*RECORDS SHOWN*.

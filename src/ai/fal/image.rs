use super::client::FalHttpClient;
use super::types::{EditImageRequest, ImageResponse, TextToImageRequest};
use crate::ai::ImageGenerationService;
use crate::models::Config;
use crate::{Error, Result};
use async_trait::async_trait;
use std::time::Duration;

/// Model endpoints used for each image operation.
#[derive(Debug, Clone)]
pub struct FalModels {
    pub food: String,
    pub menu: String,
    pub edit: String,
}

impl FalModels {
    pub fn from_config(config: &Config) -> Self {
        Self {
            food: config.food_image_model.clone(),
            menu: config.menu_image_model.clone(),
            edit: config.menu_edit_model.clone(),
        }
    }
}

pub struct FalImageClient {
    http: FalHttpClient,
    models: FalModels,
}

impl FalImageClient {
    pub fn new(api_key: String, base_url: String, models: FalModels) -> Self {
        Self::new_with_client(api_key, base_url, models, reqwest::Client::new())
    }

    pub fn new_with_client(
        api_key: String,
        base_url: String,
        models: FalModels,
        client: reqwest::Client,
    ) -> Self {
        Self {
            http: FalHttpClient::new_with_client(
                api_key,
                base_url,
                Duration::from_secs(180),
                client,
            ),
            models,
        }
    }

    async fn first_url<Req: serde::Serialize>(&self, model: &str, arguments: &Req) -> Result<String> {
        let response: ImageResponse = self.http.run(model, arguments).await?;
        response
            .images
            .into_iter()
            .next()
            .map(|image| image.url)
            .filter(|url| !url.is_empty())
            .ok_or_else(|| Error::AiProvider(format!("No image returned by {}", model)))
    }
}

#[async_trait]
impl ImageGenerationService for FalImageClient {
    async fn generate_food_image(&self, prompt: &str) -> Result<String> {
        let request = TextToImageRequest {
            prompt: prompt.to_string(),
            image_size: Some("square".to_string()),
            num_images: Some(1),
        };
        self.first_url(&self.models.food, &request).await
    }

    async fn generate_menu_image(&self, prompt: &str) -> Result<String> {
        let request = TextToImageRequest {
            prompt: prompt.to_string(),
            image_size: None,
            num_images: None,
        };
        self.first_url(&self.models.menu, &request).await
    }

    async fn compose_menu_image(&self, prompt: &str, image_urls: &[String]) -> Result<String> {
        if image_urls.is_empty() {
            return Err(Error::Generic(
                "Menu composition requires at least one source image".to_string(),
            ));
        }

        let request = EditImageRequest {
            prompt: prompt.to_string(),
            image_urls: image_urls.to_vec(),
        };
        self.first_url(&self.models.edit, &request).await
    }

    async fn edit_image(&self, image_url: &str, instruction: &str) -> Result<String> {
        let request = EditImageRequest {
            prompt: instruction.to_string(),
            image_urls: vec![image_url.to_string()],
        };
        self.first_url(&self.models.edit, &request).await
    }
}
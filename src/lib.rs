//! Backend for an AI menu designer
//!
//! Turns a short restaurant concept into structured menu content, photographs
//! each dish, and renders styled menu images. Variant sessions render one
//! style up front and the rest in the background for polling clients.

pub mod ai;
pub mod app;
pub mod error;
pub mod menu;
pub mod models;
pub mod prompts;
pub mod server;
pub mod store;
pub mod variants;
pub mod workflow;

pub use error::{Error, Result};
async fn generate_variants(
    State(state): State<AppState>,
    payload: Result<Json<PromptRequest>, JsonRejection>,
) -> Result<Json<StartVariantsResponse>, AppError> {
    let Json(request) = payload?;
    let prompt = request
        .prompt
        .filter(|p| !p.trim().is_empty())
        .ok_or_else(|| AppError::bad_request("prompt is required"))?;

    let VariantRun {
        session_id,
        variant1,
        handle: _,
    } = state.variants.start(&prompt).await;

    let session = state.variants.check_status(&session_id).await?;

    Ok(Json(StartVariantsResponse {
        session_id,
        variant1: VariantView {
            variant: variant1,
            menu: session.menu,
        },
        variant2: StatusOnly {
            status: VariantStatus::Generating,
        },
        variant3: StatusOnly {
            status: VariantStatus::Generating,
        },
    }))
}

async fn check_variant_status(
    State(state): State<AppState>,
    Path(session_id): Path<String>,
) -> Result<Json<VariantStatusResponse>, AppError> {
    // Anything that is not a UUID cannot name a session.
    let session_id = Uuid::parse_str(&session_id)
        .map_err(|_| AppError::not_found(format!("Session not found: {}", session_id)))?;

    let session = state.variants.check_status(&session_id).await?;
    Ok(Json(session.into()))
}

#[cfg(test)]
mod tests {
    use super::*;
    use crate::ai::{MockChatClient, MockImageClient};
    use axum::body::Body;
    use axum::http::Request;
    use pretty_assertions::assert_eq;
    use tower::ServiceExt;

    // -----------------------------------------------------------------------
    // HTTP helpers
    // -----------------------------------------------------------------------

    fn test_state(chat: MockChatClient, images: MockImageClient) -> AppState {
        AppState::new(Arc::new(chat), Arc::new(images), Duration::from_millis(1))
    }

    async fn send(state: AppState, request: Request<Body>) -> Response {
        build_router(state).oneshot(request).await.unwrap()
    }

    fn post_json(uri: &str, body: serde_json::Value) -> Request<Body> {
        Request::builder()
            .method("POST")
            .uri(uri)
            .header("content-type", "application/json")
            .body(Body::from(body.to_string()))
            .unwrap()
    }

    fn get(uri: &str) -> Request<Body> {
        Request::builder().uri(uri).body(Body::empty()).unwrap()
    }

    async fn body_json(response: Response) -> serde_json::Value {
        let bytes = axum::body::to_bytes(response.into_body(), 1_048_576)
            .await
            .unwrap();
        serde_json::from_slice(&bytes).unwrap()
    }

    // -----------------------------------------------------------------------
    // Tests
    // -----------------------------------------------------------------------

    #[tokio::test]
    async fn test_health_reports_model() {
        let state = test_state(MockChatClient::new(), MockImageClient::new());

        let resp = send(state, get("/health")).await;
        assert_eq!(resp.status(), StatusCode::OK);
        let json = body_json(resp).await;
        assert_eq!(json["status"], "operational");
        assert_eq!(json["model"], "mock-model");
    }

    #[tokio::test]
    async fn test_surprise_returns_menu() {
        let state = test_state(MockChatClient::new(), MockImageClient::new());

        let resp = send(state, post_json("/api/surprise", serde_json::json!({"prompt": "bistro"}))).await;
        assert_eq!(resp.status(), StatusCode::OK);
        let json = body_json(resp).await;
        assert_eq!(json["restaurantName"], "Mock Bistro");
        assert_eq!(json["items"].as_array().unwrap().len(), 3);
    }

    #[tokio::test]
    async fn test_surprise_falls_back_when_model_fails() {
        let state = test_state(
            MockChatClient::new().with_failure("down"),
            MockImageClient::new(),
        );

        let resp = send(state, post_json("/api/surprise", serde_json::json!({}))).await;
        assert_eq!(resp.status(), StatusCode::OK);
        let json = body_json(resp).await;
        assert_eq!(json["restaurantName"], "The Restaurant");
    }

    #[tokio::test]
    async fn test_generate_attaches_images_and_composes() {
        let images = MockImageClient::new().with_base_url("https://img.test".to_string());
        let spy = images.clone();
        let state = test_state(MockChatClient::new(), images);

        let body = serde_json::json!({
            "restaurantName": "Patty Palace",
            "style": "vintage",
            "items": [
                {"category": "Mains", "name": "Smash Burger", "price": 12, "description": "Two patties"},
                {"category": "Sides", "name": "Fries", "price": 4, "imageUrl": "https://own.test/fries.png"}
            ]
        });
        let resp = send(state, post_json("/api/generate", body)).await;
        assert_eq!(resp.status(), StatusCode::OK);

        let json = body_json(resp).await;
        assert_eq!(json["imageUrl"], "https://img.test/composed/1.png");
        assert_eq!(json["items"][0]["imageUrl"], "https://img.test/food/1.png");
        assert_eq!(json["items"][1]["imageUrl"], "https://own.test/fries.png");
        assert!(json["prompt"].as_str().unwrap().contains("Patty Palace"));
        assert_eq!(spy.get_food_call_count(), 1);
        assert_eq!(spy.get_compose_call_count(), 1);
    }

    #[tokio::test]
    async fn test_generate_reports_render_failure_as_bad_gateway() {
        let state = test_state(
            MockChatClient::new(),
            MockImageClient::new().with_render_failure_on(1),
        );

        let body = serde_json::json!({"items": [{"name": "Soup", "price": 5}]});
        let resp = send(state, post_json("/api/generate", body)).await;
        assert_eq!(resp.status(), StatusCode::BAD_GATEWAY);
        assert!(body_json(resp).await["error"].is_string());
    }

    #[tokio::test]
    async fn test_edit_returns_new_image() {
        let images = MockImageClient::new().with_base_url("https://img.test".to_string());
        let spy = images.clone();
        let state = test_state(MockChatClient::new(), images);

        let body = serde_json::json!({
            "imageUrl": "https://img.test/menu/1.png",
            "editInstruction": "use a darker background"
        });
        let resp = send(state, post_json("/api/edit", body)).await;
        assert_eq!(resp.status(), StatusCode::OK);
        assert_eq!(body_json(resp).await["imageUrl"], "https://img.test/edited/1.png");
        assert_eq!(spy.get_edit_call_count(), 1);
    }

    #[tokio::test]
    async fn test_generate_accepts_items_without_price() {
        let state = test_state(MockChatClient::new(), MockImageClient::new());

        let body = serde_json::json!({
            "restaurantName": "X",
            "items": [
                {"name": "Soup", "description": "hot"},
                {"name": "Bread", "price": ""}
            ]
        });
        let resp = send(state, post_json("/api/generate", body)).await;
        assert_eq!(resp.status(), StatusCode::OK);

        let json = body_json(resp).await;
        assert_eq!(json["items"][0]["price"], 0.0);
        assert_eq!(json["items"][1]["price"], 0.0);
        assert_eq!(json["items"][0]["category"], "Items");
        assert!(json["prompt"].as_str().unwrap().contains("- Soup $0 - hot"));
    }

    #[tokio::test]
    async fn test_edit_failure_is_bad_gateway() {
        let images = MockImageClient::new().with_edit_failure();
        let spy = images.clone();
        let state = test_state(MockChatClient::new(), images);

        let body = serde_json::json!({
            "imageUrl": "https://img.test/menu/1.png",
            "editInstruction": "add a border"
        });
        let resp = send(state, post_json("/api/edit", body)).await;
        assert_eq!(resp.status(), StatusCode::BAD_GATEWAY);
        assert!(body_json(resp).await["error"]
            .as_str()
            .unwrap()
            .contains("mock edit failed"));
        assert_eq!(spy.get_edit_call_count(), 1);
    }

    #[tokio::test]
    async fn test_edit_requires_fields() {
        let state = test_state(MockChatClient::new(), MockImageClient::new());

        let resp = send(
            state,
            post_json("/api/edit", serde_json::json!({"imageUrl": "https://img.test/a.png"})),
        )
        .await;
        assert_eq!(resp.status(), StatusCode::BAD_REQUEST);
        assert_eq!(body_json(resp).await["error"], "editInstruction is required");
    }

    #[tokio::test]
    async fn test_malformed_json_is_bad_request() {
        let state = test_state(MockChatClient::new(), MockImageClient::new());

        let request = Request::builder()
            .method("POST")
            .uri("/api/generate-variants")
            .header("content-type", "application/json")
            .body(Body::from("{not json"))
            .unwrap();
        let resp = send(state, request).await;
        assert_eq!(resp.status(), StatusCode::BAD_REQUEST);
    }

    #[tokio::test]
    async fn test_generate_variants_immediate_response() {
        let state = test_state(MockChatClient::new(), MockImageClient::new());

        let resp = send(
            state,
            post_json("/api/generate-variants", serde_json::json!({"prompt": "a burger joint"})),
        )
        .await;
        assert_eq!(resp.status(), StatusCode::OK);

        let json = body_json(resp).await;
        assert!(Uuid::parse_str(json["sessionId"].as_str().unwrap()).is_ok());
        let status = json["variant1"]["status"].as_str().unwrap();
        assert!(status == "ready" || status == "error");
        assert_eq!(json["variant1"]["style"], "elegant");
        assert_eq!(json["variant1"]["restaurantName"], "Mock Bistro");
        assert_eq!(json["variant2"], serde_json::json!({"status": "generating"}));
        assert_eq!(json["variant3"], serde_json::json!({"status": "generating"}));
    }

    #[tokio::test]
    async fn test_generate_variants_requires_prompt() {
        let state = test_state(MockChatClient::new(), MockImageClient::new());

        let resp = send(
            state,
            post_json("/api/generate-variants", serde_json::json!({"prompt": "  "})),
        )
        .await;
        assert_eq!(resp.status(), StatusCode::BAD_REQUEST);
    }

    #[tokio::test]
    async fn test_check_status_after_background_completes() {
        let state = test_state(MockChatClient::new(), MockImageClient::new());

        let run = state.variants.start("a burger joint").await;
        run.handle.await.unwrap();

        let uri = format!("/api/check-variant-status/{}", run.session_id);
        let resp = send(state, get(&uri)).await;
        assert_eq!(resp.status(), StatusCode::OK);

        let json = body_json(resp).await;
        assert_eq!(json["sessionId"], run.session_id.to_string());
        assert_eq!(json["allReady"], true);
        for key in ["variant1", "variant2", "variant3"] {
            assert_eq!(json[key]["status"], "ready");
            assert_eq!(json[key]["restaurantName"], json["variant1"]["restaurantName"]);
            assert_eq!(json[key]["items"], json["variant1"]["items"]);
        }
        assert_eq!(json["variant3"]["style"], "vintage");
    }

    #[tokio::test]
    async fn test_check_status_with_failed_variant_is_not_all_ready() {
        let state = test_state(
            MockChatClient::new(),
            MockImageClient::new().with_render_failure_on(3),
        );

        let run = state.variants.start("a burger joint").await;
        run.handle.await.unwrap();

        let uri = format!("/api/check-variant-status/{}", run.session_id);
        let json = body_json(send(state, get(&uri)).await).await;
        assert_eq!(json["allReady"], false);
        assert_eq!(json["variant3"]["status"], "error");
        assert!(json["variant3"]["error"].is_string());
    }

    #[tokio::test]
    async fn test_check_status_unknown_session_is_not_found() {
        let state = test_state(MockChatClient::new(), MockImageClient::new());

        let uri = format!("/api/check-variant-status/{}", Uuid::new_v4());
        let resp = send(state.clone(), get(&uri)).await;
        assert_eq!(resp.status(), StatusCode::NOT_FOUND);

        let resp = send(state, get("/api/check-variant-status/not-a-uuid")).await;
        assert_eq!(resp.status(), StatusCode::NOT_FOUND);
        assert!(body_json(resp).await["error"]
            .as_str()
            .unwrap()
            .contains("not-a-uuid"));
    }
}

*TASK DESCRIPTION*.
Note every line in the material with "AppState" and copy it.

*EXERCISE RESPONSE*.
    State(state): State<AppState>,
    State(state): State<AppState>,
    fn test_state(chat: MockChatClient, images: MockImageClient) -> AppState {
        AppState::new(Arc::new(chat), Arc::new(images), Duration::from_millis(1))
    async fn send(state: AppState, request: Request<Body>) -> Response {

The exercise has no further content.